- Born: September 23, 1983 (age 42) Conroe, Texas
- Citizenship: United States
- Education: Master's in Public Policy
- Alma mater: Arizona State University
- Occupations: HIV Equal Senior editor; Columnist; LGBT activist
- Board member of: Dallas Red Foundation

= Tyler Curry =

American LGBT activist and columnist

Tyler Curry (born September 23, 1983) is an American LGBT activist and columnist. He is the editor-at-large for HIV Plus, a contributing editor of The Advocate, and the creator the Needle Prick Project. The Needle Prick Project is "an editorial campaign to elicit a candid and open conversation on what it means to be HIV positive today".

Curry is a freelance columnist and fiction writer for online publications such as The Huffington Post, Volttage Buzz, and Instinct. In August 2014, Curry was named as one of HIV Plus Magazine's '20 Amazing HIV-Positive Men of 2014'.

==Advocacy==
A Dallas, Texas resident, Curry is on the board of the Dallas Red Foundation, "a nonprofit organization focused on providing financial support to organizations in the North Texas area that serve individuals affected by HIV/AIDS."

Curry is a senior editor and head writer at HIV Equal Online, an online magazine described as "an international multimedia campaign that aims to end HIV stigma and promote HIV testing by creating a social art movement that changes the way people think about HIV and which reopens the national dialogue about HIV." Curry's role includes publishing editorial content for the website and working with freelance writers.
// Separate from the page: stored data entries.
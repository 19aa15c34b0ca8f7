// src/services/generation_service.rs
// DOCUMENTATION: Business logic for platform-specific content generation
// PURPOSE: Validate, build the instruction, call the model with retries, shape the output

use crate::errors::{GatewayError, Upstream};
use crate::models::{GenerateRequest, GenerateResponse, GenerationRequest, Platform, PlatformProfile};
use crate::services::hugging_face_client::{GenerationParameters, HuggingFaceClient};
use crate::services::retry::{run_with_retries, RetryPolicy, UpstreamFailure};
use validator::Validate;

/// Anchor appended to every instruction; the model's echo of the
/// instruction is stripped up to its first occurrence.
pub const CONTENT_MARKER: &str = "Content:";

const ELLIPSIS: &str = "...";

pub struct GenerationService;

impl GenerationService {
    /// Turn the wire request into a validated one
    /// DOCUMENTATION: Runs before any upstream work; failures are never retried
    pub fn validate(req: GenerateRequest) -> Result<GenerationRequest, GatewayError> {
        if req.validate().is_err() {
            return Err(GatewayError::InvalidRequest(
                "Prompt and platform are required".to_string(),
            ));
        }

        let platform = req
            .platform
            .parse::<Platform>()
            .map_err(|_| GatewayError::InvalidRequest("Invalid platform specified".to_string()))?;

        Ok(GenerationRequest {
            prompt: req.prompt,
            platform,
        })
    }

    /// Outbound instruction: `"<prefix> <prompt>\n\nContent:"`
    pub fn build_instruction(profile: &PlatformProfile, prompt: &str) -> String {
        format!(
            "{} {}\n\n{}",
            profile.instruction_prefix, prompt, CONTENT_MARKER
        )
    }

    /// Strip the echoed instruction from a completion
    /// DOCUMENTATION: Keeps everything after the first marker, trimmed.
    /// Without a marker, or with nothing after it, the trimmed raw completion is kept;
    /// a completion that only echoes the instruction therefore reaches the caller
    /// as the instruction text itself.
    pub fn shape_completion(raw: &str) -> String {
        match raw.split_once(CONTENT_MARKER) {
            Some((_, after)) if !after.trim().is_empty() => after.trim().to_string(),
            _ => raw.trim().to_string(),
        }
    }

    /// Cap `text` at `max_length` characters, marking truncation with "..."
    pub fn enforce_length(text: String, max_length: usize) -> String {
        if text.chars().count() <= max_length {
            return text;
        }

        let keep = max_length.saturating_sub(ELLIPSIS.len());
        let mut truncated: String = text.chars().take(keep).collect();
        truncated.push_str(&ELLIPSIS[..max_length.min(ELLIPSIS.len())]);
        truncated
    }

    /// Generate platform-compliant content
    /// DOCUMENTATION: Main entry point used by POST /api/generate
    ///
    /// Process:
    /// 1. Validate prompt and platform
    /// 2. Build the platform instruction
    /// 3. Call the model, retrying transient failures per `policy`
    /// 4. Shape and length-limit the completion
    ///
    /// Cancellation is best-effort with no upstream rollback: dropping the
    /// future abandons the in-flight call or pending retry delay, but the
    /// provider may still finish work it already received.
    pub async fn generate(
        client: &HuggingFaceClient,
        policy: &RetryPolicy,
        req: GenerateRequest,
    ) -> Result<GenerateResponse, GatewayError> {
        let request = Self::validate(req)?;
        let profile = request.platform.profile();
        let instruction = Self::build_instruction(&profile, &request.prompt);
        let parameters = GenerationParameters::for_max_length(profile.max_length);

        log::info!(
            "Generating {} content (prompt_chars={})",
            request.platform,
            request.prompt.chars().count()
        );

        let instruction = instruction.as_str();
        let parameters = &parameters;
        let shaped = run_with_retries(policy, "Text generation", |_| async move {
            let raw = client.generate(instruction, parameters).await?;
            let shaped = Self::shape_completion(&raw);
            if shaped.is_empty() {
                return Err(UpstreamFailure::Transient("empty completion".to_string()));
            }
            Ok(shaped)
        })
        .await
        .map_err(|failure| match failure {
            UpstreamFailure::Transient(reason) => {
                log::error!(
                    "Text generation unavailable after {} attempts: {}",
                    policy.max_attempts,
                    reason
                );
                GatewayError::UpstreamUnavailable(Upstream::TextGeneration)
            }
            UpstreamFailure::Rejected(reason) => {
                log::error!("Text generation rejected by upstream: {}", reason);
                GatewayError::UpstreamRejected(Upstream::TextGeneration)
            }
        })?;

        Ok(GenerateResponse {
            content: Self::enforce_length(shaped, profile.max_length),
        })
    }
}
A gay man who is open about his HIV-positive status, Curry is a proponent of others who are HIV-positive addressing and owning their status, stating, "HIV isn't a character flaw, it is a reality that someone either understands or they do not." Stemming from that belief, Curry created The Needle Prick Project (TNPP) as an opening to discussions on what being HIV-positive means in today's world. As an editorial and education campaign, TNPP works for the fight against discrimination against people with HIV/AIDS. On the receiving end of discrimination due to HIV, Curry was not allowed back into South Korea after teaching English for a year. South Korea had a policy of not issuing work permits for people that have HIV, but that policy has since been amended.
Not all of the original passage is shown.